Development of New and Modification of Existing Methods for the Primary Screening of Aptamers and Antibodies by Means of Capillary Electrophoresis

Discovery of new drugs starts with screening a library of drug candidates (ligands) for their ability to bind targets. Such a screening can be conducted by a variety of analytical techniques; however, Capillary Electrophoresis (CE) is the the most preferably one. CE provides homogenous separation of the species, generates minor amount of waste and can serve both analytical and preparative purposes. Sometimes, CE-based screening approaches fail due to insufficient separation of target-ligand complexes (TL) from non-binding ligands or due to the inability to collect the complexes. The first problem affects all types of ligands, but the second one is especially acute for the oligonucleotides, since oligonucleotide binders are often required to be collected for the further amplification and sequencing. To address this problem, I developed a mathematical model that allows precise prediction of elution times of protein-oligonucleotide complexes, which guarantees their successful collection.
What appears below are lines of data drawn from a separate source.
//! sfb-lock
//!
//! The global benchmark lock: a single JSON object that serializes whole
//! runs across every worker in the deployment. Built on overwrite-only
//! storage plus one conditional create, so mutual exclusion rests on a
//! random token, an absolute lease expiry, and a read-after-write
//! confirmation with a short settle delay.

mod document;
mod error;
mod heartbeat;
mod ops;

pub use document::{LockDoc, LockView};
pub use error::LockError;
pub use heartbeat::{spawn_heartbeat, HeartbeatHandle};
pub use ops::{acquire, heartbeat, read_lock, release, LockRequest, LockSettings, ReleaseOutcome};
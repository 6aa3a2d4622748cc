//! Scenario: happy path, two shards, one worker.
//!
//! GREEN when:
//! - The worker acquires the lock, runs both shards to success, publishes
//!   {state: succeeded, terminal: true, counts: {succeeded: 2, total: 2}},
//!   and releases the lock.
//! - The DLQ stays empty and each shard's event trail contains queued,
//!   running, and succeeded entries.

use std::sync::Arc;
use std::time::Duration;

use base64::Engine;
use sfb_config::WorkerConfig;
use sfb_schemas::keys::{RunScope, DEFAULT_LOCK_KEY};
use sfb_schemas::run::{RunState, RunStatusDoc};
use sfb_schemas::worker::{WorkerState, WorkerStatusDoc};
use sfb_store::{get_json, ObjectStore};
use sfb_testkit::{MemoryStore, ScriptedRunner};
use sfb_worker::QueueWorker;

const UUID: &str = "0123456789abcdef0123456789abcdef";

fn test_config(shards_json: &str) -> WorkerConfig {
    WorkerConfig {
        bucket: "bench-bucket".into(),
        run_id: "1754000000".into(),
        benchmark_uuid: UUID.into(),
        lock_owner: "gha-42".into(),
        lock_key: DEFAULT_LOCK_KEY.into(),
        shards_json_b64: base64::engine::general_purpose::STANDARD.encode(shards_json),
        max_parallel_instances: 1,
        shard_max_attempts: 3,
        lock_lease_seconds: 900,
        lock_heartbeat_seconds: 60,
        lock_acquire_timeout_seconds: 0,
        poll_seconds: 5,
        idle_polls_before_exit: 6,
        fuzzers_dir: "/nonexistent/fuzzers".into(),
        work_dir: "/nonexistent/work".into(),
        log_dir: "/nonexistent/logs".into(),
        aws_profile: None,
    }
}

#[tokio::test]
async fn two_shards_succeed_and_lock_is_released() {
    let store = MemoryStore::new();
    let runner = Arc::new(ScriptedRunner::new(0));
    let config = test_config(
        r#"[
            {"shard_key":"shard-a","fuzzer_key":"echidna","run_index":0},
            {"shard_key":"shard-b","fuzzer_key":"medusa","run_index":0}
        ]"#,
    );
    let scope = RunScope::new(config.run_id.clone(), config.benchmark_uuid.clone());

    let mut worker = QueueWorker::new(
        Arc::new(store.clone()),
        runner.clone(),
        config,
        "w1",
        "test-host",
    );
    worker.set_claim_settle_delay(Duration::ZERO);
    worker.run().await.unwrap();

    // Run status is terminal success with both shards counted.
    let run_status: RunStatusDoc = get_json(&store, &scope.run_status_key())
        .await
        .unwrap()
        .expect("run status must exist");
    assert_eq!(run_status.state, RunState::Succeeded);
    assert!(run_status.terminal);
    assert_eq!(run_status.counts.succeeded, 2);
    assert_eq!(run_status.counts.total, 2);
    assert_eq!(run_status.requested_shards, 2);
    assert!(run_status.completed_at.is_some());

    // Lock released; nothing dead-lettered.
    assert!(!store.contains(DEFAULT_LOCK_KEY));
    assert!(store.list(&scope.dlq_prefix()).await.unwrap().is_empty());

    // Each shard ran exactly once, in key order.
    assert_eq!(
        runner.invocations(),
        vec![("shard-a".to_string(), 1), ("shard-b".to_string(), 1)]
    );

    // Event trail per shard: queued, running, succeeded.
    let events = store.list(&scope.event_prefix()).await.unwrap();
    for shard in ["shard-a", "shard-b"] {
        for status in ["queued", "running", "succeeded"] {
            let marker = format!("-{shard}-{status}-");
            assert_eq!(
                events.iter().filter(|k| k.contains(&marker)).count(),
                1,
                "expected exactly one {status} event for {shard}"
            );
        }
    }

    // The worker parked itself as stopped.
    let worker_status: WorkerStatusDoc = get_json(&store, &scope.worker_status_key("w1"))
        .await
        .unwrap()
        .expect("worker status must exist");
    assert_eq!(worker_status.state, WorkerState::Stopped);
}
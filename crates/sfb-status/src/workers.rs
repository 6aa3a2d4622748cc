//! Advisory worker-status publisher.

use anyhow::{Context, Result};
use sfb_schemas::keys::RunScope;
use sfb_schemas::time::iso_utc_now;
use sfb_schemas::worker::{WorkerState, WorkerStatusDoc};
use sfb_store::{put_json, ObjectStore};

/// Rewrites `status/workers/<worker>.json` after each worker state change.
#[derive(Clone, Debug)]
pub struct WorkerStatusWriter {
    scope: RunScope,
    worker_id: String,
    hostname: String,
    lock_owner: String,
}

impl WorkerStatusWriter {
    pub fn new(
        scope: RunScope,
        worker_id: impl Into<String>,
        hostname: impl Into<String>,
        lock_owner: impl Into<String>,
    ) -> Self {
        Self {
            scope,
            worker_id: worker_id.into(),
            hostname: hostname.into(),
            lock_owner: lock_owner.into(),
        }
    }

    pub async fn write(
        &self,
        store: &dyn ObjectStore,
        state: WorkerState,
        current_shard: &str,
        attempt: u32,
        last_exit_code: Option<i32>,
    ) -> Result<()> {
        let doc = WorkerStatusDoc {
            run_id: self.scope.run_id.clone(),
            benchmark_uuid: self.scope.benchmark_uuid.clone(),
            worker_id: self.worker_id.clone(),
            hostname: self.hostname.clone(),
            lock_owner: self.lock_owner.clone(),
            state,
            current_shard: current_shard.to_string(),
            attempt,
            last_exit_code,
            updated_at: iso_utc_now(),
        };
        let key = self.scope.worker_status_key(&self.worker_id);
        put_json(store, &key, &doc)
            .await
            .with_context(|| format!("write worker status {key}"))
    }
}
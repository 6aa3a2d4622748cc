//! Lock payload.

use serde::{Deserialize, Serialize};
use sfb_schemas::time::parse_iso_to_epoch;

/// `runs/_control/global-lock.json`. Created on acquire, overwritten by
/// every heartbeat, deleted on release. Considered absent once
/// `now ≥ expires_at_epoch`.
#[derive(Clone, Debug, Serialize, Deserialize)]
pub struct LockDoc {
    #[serde(default)]
    pub owner: String,
    #[serde(default)]
    pub run_id: String,
    #[serde(default)]
    pub benchmark_uuid: String,
    #[serde(default)]
    pub lease_seconds: i64,
    /// Bumped on every acquire and heartbeat.
    #[serde(default)]
    pub generation: i64,
    /// Fresh random token per write; how an acquirer recognizes its own
    /// payload on the confirmation read.
    #[serde(default)]
    pub token: String,
    #[serde(default)]
    pub updated_by: String,
    #[serde(default)]
    pub acquired_at: String,
    #[serde(default, deserialize_with = "sfb_schemas::time::de_epoch_lenient")]
    pub acquired_at_epoch: i64,
    #[serde(default)]
    pub expires_at: String,
    #[serde(default, deserialize_with = "sfb_schemas::time::de_epoch_lenient")]
    pub expires_at_epoch: i64,
}

impl LockDoc {
    /// Expiry judgment, inclusive: a lock whose lease ends exactly now is
    /// already expired. Falls back to the ISO field when the epoch is
    /// unset; a payload with neither is expired.
    pub fn expired(&self, now_epoch: i64) -> bool {
        let expires = if self.expires_at_epoch > 0 {
            Some(self.expires_at_epoch)
        } else {
            parse_iso_to_epoch(&self.expires_at)
        };
        match expires {
            Some(epoch) => now_epoch >= epoch,
            None => true,
        }
    }
}

/// Result of reading the lock object.
#[derive(Clone, Debug)]
pub struct LockView {
    pub exists: bool,
    pub expired: bool,
    pub doc: Option<LockDoc>,
}

impl LockView {
    pub fn absent() -> Self {
        Self {
            exists: false,
            expired: true,
            doc: None,
        }
    }
}

#[cfg(test)]
mod tests {
    use super::*;

    #[test]
    fn expiry_is_inclusive() {
        let doc = LockDoc {
            expires_at_epoch: 1000,
            ..serde_json::from_str("{}").unwrap()
        };
        assert!(!doc.expired(999));
        assert!(doc.expired(1000));
        assert!(doc.expired(1001));
    }

    #[test]
    fn iso_fallback_when_epoch_missing() {
        let doc: LockDoc =
            serde_json::from_str(r#"{"expires_at": "2026-08-01T00:00:00Z"}"#).unwrap();
        assert!(!doc.expired(0));
        assert!(doc.expired(i64::MAX));
    }

    #[test]
    fn payload_without_expiry_is_expired() {
        let doc: LockDoc = serde_json::from_str(r#"{"owner": "w1"}"#).unwrap();
        assert!(doc.expired(0));
    }

    #[test]
    fn string_epochs_from_older_writers_still_parse() {
        let doc: LockDoc =
            serde_json::from_str(r#"{"owner": "w1", "expires_at_epoch": "2000"}"#).unwrap();
        assert_eq!(doc.expires_at_epoch, 2000);
        assert!(!doc.expired(1999));
        assert!(doc.expired(2000));
    }
}
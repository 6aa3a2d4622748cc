//! The cooperative worker loop.
//!
//! Lifecycle: acquire lock → start heartbeat → initialize queue → loop
//! (claim, execute, complete, reconcile) → release lock only when the run
//! ended terminal. Lock loss aborts without releasing: the lock is no
//! longer ours to delete.

use std::sync::Arc;
use std::time::Duration;

use anyhow::{bail, Context, Result};
use rand::Rng;
use sfb_config::WorkerConfig;
use sfb_lock::{acquire, release, spawn_heartbeat, HeartbeatHandle, LockRequest, LockSettings};
use sfb_queue::{claim_next, complete_shard, initialize_queue, parse_shards_b64, ClaimSettings};
use sfb_schemas::keys::RunScope;
use sfb_schemas::run::RunStatusDoc;
use sfb_schemas::time::{epoch_now, utc_now};
use sfb_schemas::worker::WorkerState;
use sfb_status::events::EventScribe;
use sfb_status::run::{RunStatusInputs, RunStatusTracker};
use sfb_status::workers::WorkerStatusWriter;
use sfb_store::{get_json, ObjectStore};
use tracing::{info, warn};

use crate::runner::ShardRunner;

pub struct QueueWorker {
    store: Arc<dyn ObjectStore>,
    runner: Arc<dyn ShardRunner>,
    config: WorkerConfig,
    scope: RunScope,
    worker_id: String,
    scribe: EventScribe,
    status_writer: WorkerStatusWriter,
    inputs: RunStatusInputs,
    claim_settings: ClaimSettings,
}

impl QueueWorker {
    pub fn new(
        store: Arc<dyn ObjectStore>,
        runner: Arc<dyn ShardRunner>,
        config: WorkerConfig,
        worker_id: impl Into<String>,
        hostname: impl Into<String>,
    ) -> Self {
        let worker_id = worker_id.into();
        let scope = config.scope();
        let scribe = EventScribe::new(scope.clone(), worker_id.clone());
        let status_writer = WorkerStatusWriter::new(
            scope.clone(),
            worker_id.clone(),
            hostname,
            config.lock_owner.clone(),
        );
        let inputs = RunStatusInputs {
            lock_owner: config.lock_owner.clone(),
            max_parallel_instances: config.max_parallel_instances,
            shard_max_attempts: config.shard_max_attempts,
        };
        let claim_settings = ClaimSettings {
            default_max_attempts: config.shard_max_attempts,
            ..ClaimSettings::default()
        };
        Self {
            store,
            runner,
            config,
            scope,
            worker_id,
            scribe,
            status_writer,
            inputs,
            claim_settings,
        }
    }

    /// Shorten the claim settle window. Test harnesses zero it; production
    /// keeps the default.
    pub fn set_claim_settle_delay(&mut self, delay: Duration) {
        self.claim_settings.settle_delay = delay;
    }

    fn lock_settings(&self) -> LockSettings {
        LockSettings {
            key: self.config.lock_key.clone(),
            lease_seconds: self.config.lock_lease_seconds,
            acquire_timeout_seconds: self.config.lock_acquire_timeout_seconds,
            ..LockSettings::default()
        }
    }

    fn lock_request(&self) -> LockRequest {
        LockRequest {
            owner: self.config.lock_owner.clone(),
            run_id: self.config.run_id.clone(),
            benchmark_uuid: self.config.benchmark_uuid.clone(),
            actor: self.worker_id.clone(),
        }
    }

    /// Run the whole lifecycle to completion.
    pub async fn run(&self) -> Result<()> {
        let settings = self.lock_settings();
        let request = self.lock_request();

        acquire(self.store.as_ref(), &settings, &request)
            .await
            .context("failed to acquire global lock")?;
        info!(owner = %request.owner, "global lock acquired");

        let heartbeat = spawn_heartbeat(
            Arc::clone(&self.store),
            settings.clone(),
            request.clone(),
            Duration::from_secs(self.config.lock_heartbeat_seconds as u64),
        );

        let result = self.drive(&heartbeat).await;
        heartbeat.shutdown().await;
        result
    }

    async fn drive(&self, heartbeat: &HeartbeatHandle) -> Result<()> {
        let store = self.store.as_ref();
        let shards = parse_shards_b64(&self.config.shards_json_b64)
            .context("invalid shard list in environment")?;

        let init = initialize_queue(store, &self.scope, &shards, &self.inputs)
            .await
            .context("queue initialization failed")?;
        let mut tracker = RunStatusTracker::starting_from(init.run_status.state);
        self.write_worker_status(WorkerState::Idle, "", 0, None)
            .await?;

        let claim_settings = self.claim_settings.clone();

        let mut idle_polls = 0u32;
        loop {
            if heartbeat.lock_lost() {
                bail!("lock heartbeat failed; stopping worker without release");
            }

            let claimed = claim_next(
                store,
                &self.scope,
                &self.worker_id,
                &claim_settings,
                &self.scribe,
                epoch_now(),
            )
            .await?;

            let Some(claimed) = claimed else {
                let run_status = tracker
                    .refresh_and_publish(store, &self.scope, &self.inputs, &self.scribe)
                    .await?;
                if run_status.terminal {
                    info!(state = run_status.state.as_str(), "run reached terminal state");
                    break;
                }

                idle_polls += 1;
                self.write_worker_status(WorkerState::Idle, "", 0, None)
                    .await?;
                if idle_polls >= self.config.idle_polls_before_exit {
                    info!(idle_polls, "queue idle; continuing to poll");
                    idle_polls = 0;
                }
                tokio::time::sleep(self.idle_sleep()).await;
                continue;
            };

            idle_polls = 0;
            let shard = claimed.doc.clone();
            self.write_worker_status(WorkerState::Running, &shard.shard_key, shard.attempt, None)
                .await?;

            let exit_code = self.runner.run(&shard).await?;
            self.write_worker_status(
                WorkerState::Idle,
                &shard.shard_key,
                shard.attempt,
                Some(exit_code),
            )
            .await?;

            complete_shard(
                store,
                &self.scope,
                &claimed.key,
                shard,
                exit_code,
                &self.worker_id,
                &self.scribe,
                utc_now(),
            )
            .await?;

            let run_status = tracker
                .refresh_and_publish(store, &self.scope, &self.inputs, &self.scribe)
                .await?;
            if run_status.terminal {
                info!(state = run_status.state.as_str(), "run reached terminal state");
                break;
            }
        }

        let final_status: Option<RunStatusDoc> =
            get_json(store, &self.scope.run_status_key()).await?;
        self.write_worker_status(WorkerState::Stopped, "", 0, None)
            .await?;

        if final_status.map(|doc| doc.terminal).unwrap_or(false) {
            match release(store, &self.lock_settings(), &self.config.lock_owner).await {
                Ok(outcome) => info!(?outcome, "global lock released"),
                Err(err) => warn!(%err, "lock release skipped/failed"),
            }
        }
        Ok(())
    }

    async fn write_worker_status(
        &self,
        state: WorkerState,
        current_shard: &str,
        attempt: u32,
        last_exit_code: Option<i32>,
    ) -> Result<()> {
        self.status_writer
            .write(
                self.store.as_ref(),
                state,
                current_shard,
                attempt,
                last_exit_code,
            )
            .await
    }

    fn idle_sleep(&self) -> Duration {
        let jitter = rand::thread_rng().gen_range(0..=3);
        Duration::from_secs((self.config.poll_seconds + jitter) as u64)
    }
}
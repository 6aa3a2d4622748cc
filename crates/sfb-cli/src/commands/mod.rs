pub mod completion;
pub mod lock;
pub mod queue;
pub mod worker;

use anyhow::Result;
use serde_json::Value;

/// Print one compact JSON object to stdout.
pub fn emit(value: &Value) -> Result<()> {
    println!("{}", serde_json::to_string(value)?);
    Ok(())
}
Such a predictor is especially useful for the cases when the complexes are present in the undetectably small amount. The developed model significantly advances the existing screening approaches, such as NECEEM (Non-equilibrium Capillary Electrophoresis of Equilibrium Mixtures) and Ideal Filter CE (IFCE). The problem of inefficient separation of TL complexes from the initial targets and ligands is especially acute for the field of CE-based immunoassays. Particularly, for the assays that study virus-antibody interactions. The existing assays provide a minor (almost negligible) separation of virus-antibody complexes from the source molecules and allow screening mixtures of antibodies and spherical viruses only. In order to address these problems, I developed an assay for screening bivalent antibodies for their ability to bind another common type of viruses, which are rod-like viruses. The developed assay was able to provide a baseline separation of virus-antibody complexes from free viruses and antibodies. In addition to that, my work resulted in the discovery of the previously unknown phenomenon of abnormally high electrophoretic mobility of the complexes between rod-like virions and bivalent antibodies. I explained this phenomenon and built a simple mathematical model for the prediction of the number of cross-linked virions in the complexes.